● **Exercise objective**: Return, from the listing below, each line where the word "only" appears.

● **Records**:
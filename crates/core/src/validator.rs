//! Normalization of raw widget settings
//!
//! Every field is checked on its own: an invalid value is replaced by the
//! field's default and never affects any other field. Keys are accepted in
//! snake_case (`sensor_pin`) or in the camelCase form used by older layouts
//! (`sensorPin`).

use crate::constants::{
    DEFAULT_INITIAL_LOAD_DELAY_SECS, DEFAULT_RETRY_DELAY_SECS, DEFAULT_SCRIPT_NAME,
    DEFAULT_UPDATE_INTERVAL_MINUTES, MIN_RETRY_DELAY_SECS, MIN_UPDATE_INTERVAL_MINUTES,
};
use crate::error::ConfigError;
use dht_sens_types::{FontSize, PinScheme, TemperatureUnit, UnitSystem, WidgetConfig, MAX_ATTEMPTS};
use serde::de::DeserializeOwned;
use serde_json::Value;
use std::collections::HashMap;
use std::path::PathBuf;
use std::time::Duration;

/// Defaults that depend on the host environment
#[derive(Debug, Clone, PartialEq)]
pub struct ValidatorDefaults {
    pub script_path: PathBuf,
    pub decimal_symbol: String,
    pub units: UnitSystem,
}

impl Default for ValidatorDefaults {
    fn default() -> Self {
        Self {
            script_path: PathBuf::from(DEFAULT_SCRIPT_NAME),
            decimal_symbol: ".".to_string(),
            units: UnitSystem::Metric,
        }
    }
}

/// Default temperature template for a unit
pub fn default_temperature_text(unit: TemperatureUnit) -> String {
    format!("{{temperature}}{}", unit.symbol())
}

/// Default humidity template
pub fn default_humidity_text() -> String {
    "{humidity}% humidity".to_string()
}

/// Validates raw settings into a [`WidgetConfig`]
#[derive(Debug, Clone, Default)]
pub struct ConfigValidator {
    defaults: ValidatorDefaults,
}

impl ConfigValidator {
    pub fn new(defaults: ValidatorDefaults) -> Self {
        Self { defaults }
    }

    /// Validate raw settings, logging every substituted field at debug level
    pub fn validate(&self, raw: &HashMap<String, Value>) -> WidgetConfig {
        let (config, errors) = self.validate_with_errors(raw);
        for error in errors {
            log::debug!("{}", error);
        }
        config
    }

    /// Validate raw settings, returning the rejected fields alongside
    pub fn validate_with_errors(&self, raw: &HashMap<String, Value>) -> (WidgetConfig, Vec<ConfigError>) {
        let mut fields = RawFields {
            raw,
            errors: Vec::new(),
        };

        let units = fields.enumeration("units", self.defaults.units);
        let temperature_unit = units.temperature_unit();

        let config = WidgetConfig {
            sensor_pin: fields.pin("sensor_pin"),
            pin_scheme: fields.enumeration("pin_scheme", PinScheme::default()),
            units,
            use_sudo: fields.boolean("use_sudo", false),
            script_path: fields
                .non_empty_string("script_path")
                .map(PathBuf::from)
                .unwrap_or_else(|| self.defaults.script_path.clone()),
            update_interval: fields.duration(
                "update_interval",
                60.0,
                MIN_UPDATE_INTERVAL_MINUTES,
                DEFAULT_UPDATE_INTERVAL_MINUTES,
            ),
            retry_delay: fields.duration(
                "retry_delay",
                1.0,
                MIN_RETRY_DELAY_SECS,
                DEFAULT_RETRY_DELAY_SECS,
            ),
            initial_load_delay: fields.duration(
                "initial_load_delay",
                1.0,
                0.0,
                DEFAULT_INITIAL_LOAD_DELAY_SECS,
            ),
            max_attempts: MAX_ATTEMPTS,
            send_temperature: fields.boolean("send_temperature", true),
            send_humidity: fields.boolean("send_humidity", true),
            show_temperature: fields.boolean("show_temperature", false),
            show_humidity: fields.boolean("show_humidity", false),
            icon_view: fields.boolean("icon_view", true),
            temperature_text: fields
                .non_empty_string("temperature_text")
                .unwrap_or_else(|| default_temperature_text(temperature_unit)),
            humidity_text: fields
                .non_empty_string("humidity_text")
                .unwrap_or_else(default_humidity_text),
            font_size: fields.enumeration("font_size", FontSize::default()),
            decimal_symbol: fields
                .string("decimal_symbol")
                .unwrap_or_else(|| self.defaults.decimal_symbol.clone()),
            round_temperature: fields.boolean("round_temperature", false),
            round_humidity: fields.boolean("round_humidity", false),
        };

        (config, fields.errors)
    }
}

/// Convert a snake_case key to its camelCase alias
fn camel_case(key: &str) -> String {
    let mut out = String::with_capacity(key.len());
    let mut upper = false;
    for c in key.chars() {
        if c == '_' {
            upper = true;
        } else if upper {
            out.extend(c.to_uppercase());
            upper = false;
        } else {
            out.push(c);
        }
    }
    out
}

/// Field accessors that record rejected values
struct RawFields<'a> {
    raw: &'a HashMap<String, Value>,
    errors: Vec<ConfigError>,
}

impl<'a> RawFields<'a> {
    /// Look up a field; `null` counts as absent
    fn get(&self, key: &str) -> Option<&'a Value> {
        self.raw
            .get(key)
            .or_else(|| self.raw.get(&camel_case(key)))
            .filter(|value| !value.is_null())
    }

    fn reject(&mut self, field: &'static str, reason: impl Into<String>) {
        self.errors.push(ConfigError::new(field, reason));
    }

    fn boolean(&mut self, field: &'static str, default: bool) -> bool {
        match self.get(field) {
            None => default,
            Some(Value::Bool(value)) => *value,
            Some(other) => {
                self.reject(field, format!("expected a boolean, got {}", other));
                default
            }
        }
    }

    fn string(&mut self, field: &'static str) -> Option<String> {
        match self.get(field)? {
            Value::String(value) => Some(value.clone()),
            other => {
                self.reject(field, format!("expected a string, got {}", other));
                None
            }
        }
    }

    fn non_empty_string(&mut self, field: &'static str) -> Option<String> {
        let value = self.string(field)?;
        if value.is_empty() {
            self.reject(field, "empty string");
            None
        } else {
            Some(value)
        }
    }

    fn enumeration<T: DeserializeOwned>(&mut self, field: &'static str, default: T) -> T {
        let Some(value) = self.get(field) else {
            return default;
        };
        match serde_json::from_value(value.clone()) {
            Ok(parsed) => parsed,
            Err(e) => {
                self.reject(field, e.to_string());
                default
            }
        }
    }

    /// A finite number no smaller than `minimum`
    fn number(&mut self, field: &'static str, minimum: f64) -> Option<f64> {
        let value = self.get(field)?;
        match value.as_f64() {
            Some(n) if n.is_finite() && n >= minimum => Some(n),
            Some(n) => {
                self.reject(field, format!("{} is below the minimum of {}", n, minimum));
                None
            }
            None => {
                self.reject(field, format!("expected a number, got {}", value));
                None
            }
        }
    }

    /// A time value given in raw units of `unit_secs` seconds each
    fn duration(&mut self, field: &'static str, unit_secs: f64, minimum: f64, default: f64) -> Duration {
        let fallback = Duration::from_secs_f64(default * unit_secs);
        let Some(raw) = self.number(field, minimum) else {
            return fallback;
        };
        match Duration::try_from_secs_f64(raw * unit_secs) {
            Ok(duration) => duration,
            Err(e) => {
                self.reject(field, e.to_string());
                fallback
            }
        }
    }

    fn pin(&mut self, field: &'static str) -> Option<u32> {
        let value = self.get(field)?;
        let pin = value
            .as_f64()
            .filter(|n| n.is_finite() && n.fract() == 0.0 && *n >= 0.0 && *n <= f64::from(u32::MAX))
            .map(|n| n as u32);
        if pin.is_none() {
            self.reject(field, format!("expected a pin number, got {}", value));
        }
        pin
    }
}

...

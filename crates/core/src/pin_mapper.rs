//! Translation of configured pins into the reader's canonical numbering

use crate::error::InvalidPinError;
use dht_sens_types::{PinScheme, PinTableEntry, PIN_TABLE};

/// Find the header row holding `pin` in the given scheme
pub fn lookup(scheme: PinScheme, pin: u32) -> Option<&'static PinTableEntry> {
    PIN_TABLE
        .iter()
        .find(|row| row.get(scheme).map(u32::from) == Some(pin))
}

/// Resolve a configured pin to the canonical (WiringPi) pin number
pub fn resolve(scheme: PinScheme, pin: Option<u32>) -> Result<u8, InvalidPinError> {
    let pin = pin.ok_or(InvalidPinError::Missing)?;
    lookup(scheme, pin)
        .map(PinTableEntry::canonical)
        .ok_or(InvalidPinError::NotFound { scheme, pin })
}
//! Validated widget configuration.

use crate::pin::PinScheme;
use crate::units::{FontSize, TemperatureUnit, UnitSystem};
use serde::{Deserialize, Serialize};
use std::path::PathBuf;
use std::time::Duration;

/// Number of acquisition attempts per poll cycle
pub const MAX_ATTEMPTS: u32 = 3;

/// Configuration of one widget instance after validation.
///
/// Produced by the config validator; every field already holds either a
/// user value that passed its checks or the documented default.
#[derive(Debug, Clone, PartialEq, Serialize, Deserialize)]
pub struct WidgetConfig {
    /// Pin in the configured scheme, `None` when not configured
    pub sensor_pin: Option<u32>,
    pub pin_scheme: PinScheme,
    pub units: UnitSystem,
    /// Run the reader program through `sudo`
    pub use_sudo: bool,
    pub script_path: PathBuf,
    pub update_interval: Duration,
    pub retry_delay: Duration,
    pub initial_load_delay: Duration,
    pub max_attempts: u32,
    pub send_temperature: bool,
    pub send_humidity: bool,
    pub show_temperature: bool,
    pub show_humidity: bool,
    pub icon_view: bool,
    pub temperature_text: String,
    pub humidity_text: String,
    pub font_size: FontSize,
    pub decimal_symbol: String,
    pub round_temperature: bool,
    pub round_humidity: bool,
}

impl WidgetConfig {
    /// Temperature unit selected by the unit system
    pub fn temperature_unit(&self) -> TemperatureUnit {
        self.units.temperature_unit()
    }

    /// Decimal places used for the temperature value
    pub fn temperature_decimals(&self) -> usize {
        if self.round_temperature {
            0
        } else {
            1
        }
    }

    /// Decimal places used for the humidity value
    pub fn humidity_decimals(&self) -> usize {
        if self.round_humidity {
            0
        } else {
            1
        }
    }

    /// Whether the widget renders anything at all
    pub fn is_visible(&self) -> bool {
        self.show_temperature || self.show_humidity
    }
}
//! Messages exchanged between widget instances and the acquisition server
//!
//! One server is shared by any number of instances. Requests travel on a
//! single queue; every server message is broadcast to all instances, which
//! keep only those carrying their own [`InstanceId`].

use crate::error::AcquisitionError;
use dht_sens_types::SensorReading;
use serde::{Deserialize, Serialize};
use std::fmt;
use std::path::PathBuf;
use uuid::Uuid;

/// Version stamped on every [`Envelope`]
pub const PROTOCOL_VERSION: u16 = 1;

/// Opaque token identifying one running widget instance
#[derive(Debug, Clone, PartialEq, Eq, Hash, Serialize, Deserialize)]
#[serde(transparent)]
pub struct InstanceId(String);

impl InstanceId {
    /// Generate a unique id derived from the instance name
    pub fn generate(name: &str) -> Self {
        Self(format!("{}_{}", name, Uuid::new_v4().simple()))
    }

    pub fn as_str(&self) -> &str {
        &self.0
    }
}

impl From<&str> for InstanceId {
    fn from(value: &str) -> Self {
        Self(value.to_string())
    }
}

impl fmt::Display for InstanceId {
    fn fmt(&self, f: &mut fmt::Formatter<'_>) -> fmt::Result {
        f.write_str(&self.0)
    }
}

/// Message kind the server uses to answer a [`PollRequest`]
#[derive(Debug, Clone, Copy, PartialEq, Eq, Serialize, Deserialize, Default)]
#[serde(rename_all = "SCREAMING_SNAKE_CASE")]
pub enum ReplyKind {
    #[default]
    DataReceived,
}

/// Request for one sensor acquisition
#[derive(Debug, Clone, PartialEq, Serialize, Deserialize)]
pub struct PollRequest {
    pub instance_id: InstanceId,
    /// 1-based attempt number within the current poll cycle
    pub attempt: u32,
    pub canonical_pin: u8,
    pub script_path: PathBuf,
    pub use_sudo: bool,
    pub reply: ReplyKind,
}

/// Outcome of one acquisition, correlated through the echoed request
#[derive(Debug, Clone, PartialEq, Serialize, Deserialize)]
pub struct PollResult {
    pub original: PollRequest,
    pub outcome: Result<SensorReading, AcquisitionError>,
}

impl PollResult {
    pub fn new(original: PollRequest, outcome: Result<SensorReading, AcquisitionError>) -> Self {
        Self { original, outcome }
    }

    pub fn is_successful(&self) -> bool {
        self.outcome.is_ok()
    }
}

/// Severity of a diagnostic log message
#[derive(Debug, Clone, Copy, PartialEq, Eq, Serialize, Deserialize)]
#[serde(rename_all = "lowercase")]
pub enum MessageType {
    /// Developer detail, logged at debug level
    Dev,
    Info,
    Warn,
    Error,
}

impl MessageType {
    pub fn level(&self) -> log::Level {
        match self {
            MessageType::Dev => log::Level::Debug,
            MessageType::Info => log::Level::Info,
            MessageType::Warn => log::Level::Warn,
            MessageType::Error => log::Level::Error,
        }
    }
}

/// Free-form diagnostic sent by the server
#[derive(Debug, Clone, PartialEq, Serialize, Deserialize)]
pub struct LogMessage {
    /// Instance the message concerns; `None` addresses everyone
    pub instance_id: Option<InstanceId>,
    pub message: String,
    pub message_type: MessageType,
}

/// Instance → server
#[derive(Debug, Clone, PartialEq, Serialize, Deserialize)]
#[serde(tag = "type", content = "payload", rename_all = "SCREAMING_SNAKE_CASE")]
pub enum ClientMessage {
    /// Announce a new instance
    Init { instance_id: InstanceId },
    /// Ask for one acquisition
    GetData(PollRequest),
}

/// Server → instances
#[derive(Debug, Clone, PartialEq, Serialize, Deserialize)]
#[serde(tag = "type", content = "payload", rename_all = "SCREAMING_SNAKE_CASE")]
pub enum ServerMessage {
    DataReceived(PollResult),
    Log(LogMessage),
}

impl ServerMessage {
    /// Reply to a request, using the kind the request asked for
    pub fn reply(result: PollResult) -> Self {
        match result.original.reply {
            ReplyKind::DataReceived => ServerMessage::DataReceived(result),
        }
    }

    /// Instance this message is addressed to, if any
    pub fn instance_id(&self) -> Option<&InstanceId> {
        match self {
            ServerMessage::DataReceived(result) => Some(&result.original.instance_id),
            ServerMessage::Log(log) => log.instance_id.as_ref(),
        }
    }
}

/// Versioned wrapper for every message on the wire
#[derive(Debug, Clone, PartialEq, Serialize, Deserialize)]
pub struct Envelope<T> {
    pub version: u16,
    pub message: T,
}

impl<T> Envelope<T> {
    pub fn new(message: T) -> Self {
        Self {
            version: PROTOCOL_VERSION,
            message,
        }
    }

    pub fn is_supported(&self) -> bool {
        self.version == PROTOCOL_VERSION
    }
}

---

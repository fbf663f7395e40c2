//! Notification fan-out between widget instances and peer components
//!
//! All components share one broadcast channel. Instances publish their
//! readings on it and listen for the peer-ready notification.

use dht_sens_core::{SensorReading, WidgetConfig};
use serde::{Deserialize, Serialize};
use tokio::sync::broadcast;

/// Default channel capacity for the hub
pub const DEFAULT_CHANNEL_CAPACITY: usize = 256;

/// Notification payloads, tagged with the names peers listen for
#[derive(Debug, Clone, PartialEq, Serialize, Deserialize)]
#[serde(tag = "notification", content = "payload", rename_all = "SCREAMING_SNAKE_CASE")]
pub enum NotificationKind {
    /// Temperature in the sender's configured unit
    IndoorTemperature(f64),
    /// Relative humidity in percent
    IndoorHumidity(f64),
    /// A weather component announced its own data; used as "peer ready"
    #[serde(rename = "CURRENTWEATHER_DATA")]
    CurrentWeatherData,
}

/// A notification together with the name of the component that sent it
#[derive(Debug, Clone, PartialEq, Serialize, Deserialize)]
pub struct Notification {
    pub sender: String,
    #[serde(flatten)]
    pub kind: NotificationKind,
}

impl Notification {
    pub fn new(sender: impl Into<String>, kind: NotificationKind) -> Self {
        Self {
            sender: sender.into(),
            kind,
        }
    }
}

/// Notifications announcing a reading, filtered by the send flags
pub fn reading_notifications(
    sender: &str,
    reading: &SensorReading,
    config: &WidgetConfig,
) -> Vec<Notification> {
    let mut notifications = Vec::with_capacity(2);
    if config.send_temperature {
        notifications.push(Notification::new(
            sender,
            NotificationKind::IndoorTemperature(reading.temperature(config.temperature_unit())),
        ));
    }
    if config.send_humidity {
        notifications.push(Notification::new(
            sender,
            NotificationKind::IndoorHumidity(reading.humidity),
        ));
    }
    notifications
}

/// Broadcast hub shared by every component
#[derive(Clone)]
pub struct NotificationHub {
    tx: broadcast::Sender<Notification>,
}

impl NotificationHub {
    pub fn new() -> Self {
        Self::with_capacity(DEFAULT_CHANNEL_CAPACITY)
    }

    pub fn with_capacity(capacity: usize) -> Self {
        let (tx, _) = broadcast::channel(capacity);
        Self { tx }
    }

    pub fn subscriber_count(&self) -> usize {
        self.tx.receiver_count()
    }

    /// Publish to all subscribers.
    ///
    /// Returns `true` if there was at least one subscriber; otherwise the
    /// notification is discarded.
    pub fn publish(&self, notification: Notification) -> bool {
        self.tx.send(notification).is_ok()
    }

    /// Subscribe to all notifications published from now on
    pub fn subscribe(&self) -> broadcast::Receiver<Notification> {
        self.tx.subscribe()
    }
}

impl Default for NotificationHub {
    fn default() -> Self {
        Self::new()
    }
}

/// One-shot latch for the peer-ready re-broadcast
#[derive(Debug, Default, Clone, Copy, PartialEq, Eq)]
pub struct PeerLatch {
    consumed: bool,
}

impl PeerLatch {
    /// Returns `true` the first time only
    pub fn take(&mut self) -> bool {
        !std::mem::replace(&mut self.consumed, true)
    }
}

● **Response**:
//! keep only those carrying their own [`InstanceId`].
    /// Returns `true` the first time only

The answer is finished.